Lo meditó. Según había leído, por esa época, los yutas White River y Uncompahgre se habían estado enfrentando a los blancos que iban empujándolos hacia el oeste por las Montañas Rocosas. El conflicto culminó en la guerra de los White River en 1879, con la que se expulsó definitivamente a los yutas de Colorado. Podría ser que algunos de los indios implicados en el conflicto se hubieran abierto paso hacia el sur y se hubieran vengado de los mineros de Roaring Fork.

—Ya lo había pensado —dijo Corrie al rato—. Pero a los mineros no les arrancaron la cabellera, como era costumbre entre los indios. Cuando se arranca el cuero cabelludo, queda una marca muy característica. Además, tengo entendido que los yutas sentían verdadera aversión por el canibalismo.

—También los blancos. Igual no les arrancaron la cabellera para ocultar su identidad.

—Puede. Pero los asesinatos fueron cometidos con gran habilidad. Lo que quiero decir —añadió Corrie precipitadamente— es que no fueron criminales descuidados ni desorganizados. No debía de ser fácil atacar por sorpresa a un astuto y curtido minero al cuidado de su concesión. No creo que un triste campamento de yutas pudiera haber perpetrado esos asesinatos.

—¿Y los chinos? Me asombra lo espantosamente mal que los trataban.
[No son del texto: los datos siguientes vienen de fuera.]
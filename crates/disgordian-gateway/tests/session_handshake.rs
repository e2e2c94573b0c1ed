//! Connecting/Handshaking phase behaviour.

#![allow(clippy::unwrap_used)]
#![allow(clippy::expect_used)]
#![allow(clippy::panic)]

mod support;

use tokio::task::JoinHandle;

use disgordian_gateway::session::{SessionEnd, SessionPhase};

use support::{harness, harness_with, refusing_dialer, Harness};

/// Record every phase the session publishes until it is dropped.
fn record_phases(mut rx: tokio::sync::watch::Receiver<SessionPhase>) -> JoinHandle<Vec<SessionPhase>> {
    tokio::spawn(async move {
        let mut seen = vec![*rx.borrow_and_update()];
        while rx.changed().await.is_ok() {
            seen.push(*rx.borrow_and_update());
        }
        seen
    })
}

#[tokio::test(start_paused = true)]
async fn ready_then_first_heartbeat_carries_ready_sequence() {
    let Harness {
        session,
        mut peer,
        mut events,
        shutdown,
        outbound_tx: _outbound_tx,
        outbound_rx,
        metrics,
        ..
    } = harness();
    let sequence = session.sequence();
    let task = tokio::spawn(session.run(outbound_rx));

    peer.send(r#"{"op":10,"d":{"heartbeat_interval":41250}}"#);

    let identify = peer.recv_json().await;
    assert_eq!(identify["op"], 2);
    assert_eq!(identify["d"]["token"], "test-token");
    assert_eq!(identify["d"]["properties"]["$os"], "linux");
    assert_eq!(identify["d"]["properties"]["$browser"], "disgordian");
    assert_eq!(identify["d"]["compress"], false);
    assert_eq!(identify["d"]["large_threshold"], 250);
    assert_eq!(identify["d"]["shard"], serde_json::json!([0, 1]));

    peer.send(r#"{"op":0,"t":"READY","s":1,"d":{"v":6,"session_id":"abc"}}"#);

    let before = tokio::time::Instant::now();
    let heartbeat = peer.recv().await;
    assert_eq!(heartbeat, r#"{"op":1,"d":1}"#);
    assert!(before.elapsed() >= std::time::Duration::from_millis(41250));
    assert_eq!(sequence.read().await, Some(1));

    let ready = events.recv().await.unwrap();
    assert_eq!(ready.kind, "READY");
    assert_eq!(ready.seq, Some(1));

    shutdown.cancel();
    let summary = task.await.unwrap().unwrap();
    assert_eq!(summary.end, SessionEnd::Cancelled);
    assert_eq!(summary.last_sequence, Some(1));
    assert_eq!(peer.close_count(), 1);
    assert_eq!(metrics.heartbeats.total(), 1);
}

#[tokio::test]
async fn dials_with_version_query() {
    let Harness {
        session,
        peer,
        outbound_rx,
        ..
    } = harness();
    let task = tokio::spawn(session.run(outbound_rx));

    peer.send(r#"{"op":10,"d":{"heartbeat_interval":0}}"#);
    assert!(task.await.unwrap().is_err());
    assert_eq!(
        peer.dialed.lock().unwrap().as_slice(),
        ["ws://gateway.test?v=5&encoding=json".to_string()]
    );
}

#[tokio::test(start_paused = true)]
async fn zero_heartbeat_interval_is_rejected() {
    let Harness {
        session,
        mut peer,
        outbound_rx,
        outbound_tx: _outbound_tx,
        metrics,
        ..
    } = harness();
    let phases = record_phases(session.phase());
    let task = tokio::spawn(session.run(outbound_rx));

    peer.send(r#"{"op":10,"d":{"heartbeat_interval":0}}"#);

    let err = task.await.unwrap().unwrap_err();
    assert!(err.is_handshake(), "{err}");
    assert!(err.to_string().contains("zero"));

    // no Identify, no heartbeat: the client side is gone without writing
    assert!(peer.from_client.recv().await.is_none());
    assert_eq!(metrics.heartbeats.total(), 0);
    assert_eq!(metrics.sessions_ended.get(&[("reason", "handshake_failed")]), 1);
    assert_eq!(peer.close_count(), 1);

    let phases = phases.await.unwrap();
    assert!(!phases.contains(&SessionPhase::Active));
    assert!(phases.contains(&SessionPhase::Handshaking));
    assert_eq!(phases.last(), Some(&SessionPhase::Closed));
}

#[tokio::test]
async fn absent_heartbeat_interval_is_rejected() {
    let Harness {
        session,
        mut peer,
        outbound_rx,
        metrics,
        ..
    } = harness();
    let task = tokio::spawn(session.run(outbound_rx));

    peer.send(r#"{"op":10,"d":{"_trace":[]}}"#);

    let err = task.await.unwrap().unwrap_err();
    assert!(err.is_handshake());
    assert!(peer.from_client.recv().await.is_none());
    assert_eq!(metrics.heartbeats.total(), 0);
}

#[tokio::test]
async fn first_envelope_must_be_hello() {
    let Harness {
        session,
        mut peer,
        outbound_rx,
        ..
    } = harness();
    let task = tokio::spawn(session.run(outbound_rx));

    peer.send(r#"{"op":0,"s":1,"t":"READY","d":{}}"#);

    let err = task.await.unwrap().unwrap_err();
    assert!(err.is_handshake());
    assert!(err.to_string().contains("expected Hello"));
    assert!(peer.from_client.recv().await.is_none());
}

#[tokio::test]
async fn malformed_hello_is_rejected() {
    let Harness {
        session,
        peer,
        outbound_rx,
        ..
    } = harness();
    let task = tokio::spawn(session.run(outbound_rx));

    peer.send(r#"{"d":{"heartbeat_interval":41250}}"#);

    let err = task.await.unwrap().unwrap_err();
    assert!(err.is_handshake());
    assert!(err.to_string().contains("missing op"));
}

#[tokio::test]
async fn peer_closing_after_hello_fails_the_handshake() {
    let Harness {
        session,
        mut peer,
        outbound_rx,
        outbound_tx: _outbound_tx,
        metrics,
        ..
    } = harness();
    let phases = record_phases(session.phase());
    let task = tokio::spawn(session.run(outbound_rx));

    peer.send(r#"{"op":10,"d":{"heartbeat_interval":41250}}"#);
    let identify = peer.recv_json().await;
    assert_eq!(identify["op"], 2);
    peer.hang_up();

    let err = task.await.unwrap().unwrap_err();
    assert!(err.is_handshake());
    assert!(err.to_string().contains("before READY"), "{err}");
    assert_eq!(peer.close_count(), 1);
    assert_eq!(metrics.heartbeats.total(), 0);

    let phases = phases.await.unwrap();
    assert!(!phases.contains(&SessionPhase::Active));
    assert_eq!(phases.last(), Some(&SessionPhase::Closed));
}

#[tokio::test]
async fn ready_without_sequence_is_rejected() {
    let Harness {
        session,
        mut peer,
        outbound_rx,
        ..
    } = harness();
    let task = tokio::spawn(session.run(outbound_rx));

    peer.send(r#"{"op":10,"d":{"heartbeat_interval":41250}}"#);
    peer.recv().await;
    peer.send(r#"{"op":0,"t":"READY","d":{}}"#);

    let err = task.await.unwrap().unwrap_err();
    assert!(err.is_handshake());
    assert!(err.to_string().contains("no sequence"));
}

#[tokio::test]
async fn non_ready_after_identify_is_rejected() {
    let Harness {
        session,
        mut peer,
        outbound_rx,
        ..
    } = harness();
    let task = tokio::spawn(session.run(outbound_rx));

    peer.send(r#"{"op":10,"d":{"heartbeat_interval":41250}}"#);
    peer.recv().await;
    peer.send(r#"{"op":0,"s":1,"t":"GUILD_CREATE","d":{}}"#);

    let err = task.await.unwrap().unwrap_err();
    assert!(err.is_handshake());
    assert!(err.to_string().contains("expected READY"));
}

#[tokio::test]
async fn dial_failure_is_terminal() {
    let (_unused, peer) = support::mock_connection();
    let Harness {
        session,
        outbound_rx,
        metrics,
        ..
    } = harness_with(refusing_dialer(), peer);
    let phase = session.phase();

    let err = session.run(outbound_rx).await.unwrap_err();
    assert_eq!(err.class().as_str(), "TRANSPORT");
    assert_eq!(*phase.borrow(), SessionPhase::Closed);
    assert_eq!(metrics.sessions_ended.get(&[("reason", "dial_failed")]), 1);
    assert_eq!(metrics.connection_closes.total(), 0);
}

#[tokio::test]
async fn cancellation_during_handshake_aborts_startup() {
    let Harness {
        session,
        mut peer,
        outbound_rx,
        shutdown,
        ..
    } = harness();
    let task = tokio::spawn(session.run(outbound_rx));

    peer.send(r#"{"op":10,"d":{"heartbeat_interval":41250}}"#);
    peer.recv().await;
    shutdown.cancel();

    let err = task.await.unwrap().unwrap_err();
    assert!(err.is_handshake());
    assert_eq!(peer.close_count(), 1);
}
Era como si los consideraran infrahumanos.

—También había pensado en eso, pero, si el motivo era la venganza, ¿por qué iban a comérselos?

—Quizá fingieron que se los comían para que pareciera que había sido cosa de un oso.

Corrie negó con la cabeza.

—Mi análisis revela que de verdad consumieron la carne, cruda. Y otra pregunta: ¿por qué pararon de repente? ¿Qué objetivo habían cumplido, si es que tenían alguno?

—Muy buena pregunta, pero es la una de la tarde y, no sé tú, pero yo tengo tanta hambre que podría comerme un par de mineros yo también.

—Vamos a comer.

Cuando se levantaban para irse, Ted se acercó.

—Oye, Corrie —empezó—, quería preguntarte ¿qué te parece si cenamos juntos esta noche? No habrá problema para conseguir una reserva —dijo pasándose los dedos por su alborotado pelo castaño y mirándola sonriente.

—Me encantaría —contestó, agradecida de que Ted, pese a la atención que le había dedicado a Stacy, siguiera interesado en ella—, pero, en principio, voy a cenar con Pendergast.

—Ah, bueno. En otra ocasión, entonces. —Sonrió, pero Corrie observó que no era del todo capaz de ocultar que se sentía dolido. Le recordó a un cachorrillo y sintió una punzada de culpa. Aun así, Ted se volvió resuelto a Stacy y, con un guiño, le dijo—: Encantado de conocerte.

Mientras se enfundaban los abrigos y salían al frío aire invernal, Corrie se preguntó adónde podría conducirla otra cita con Ted. Lo cierto era que hacía mucho tiempo que no tenía novio, y en su cama de la mansión de Ravens Ravine hacía muchísimo frío.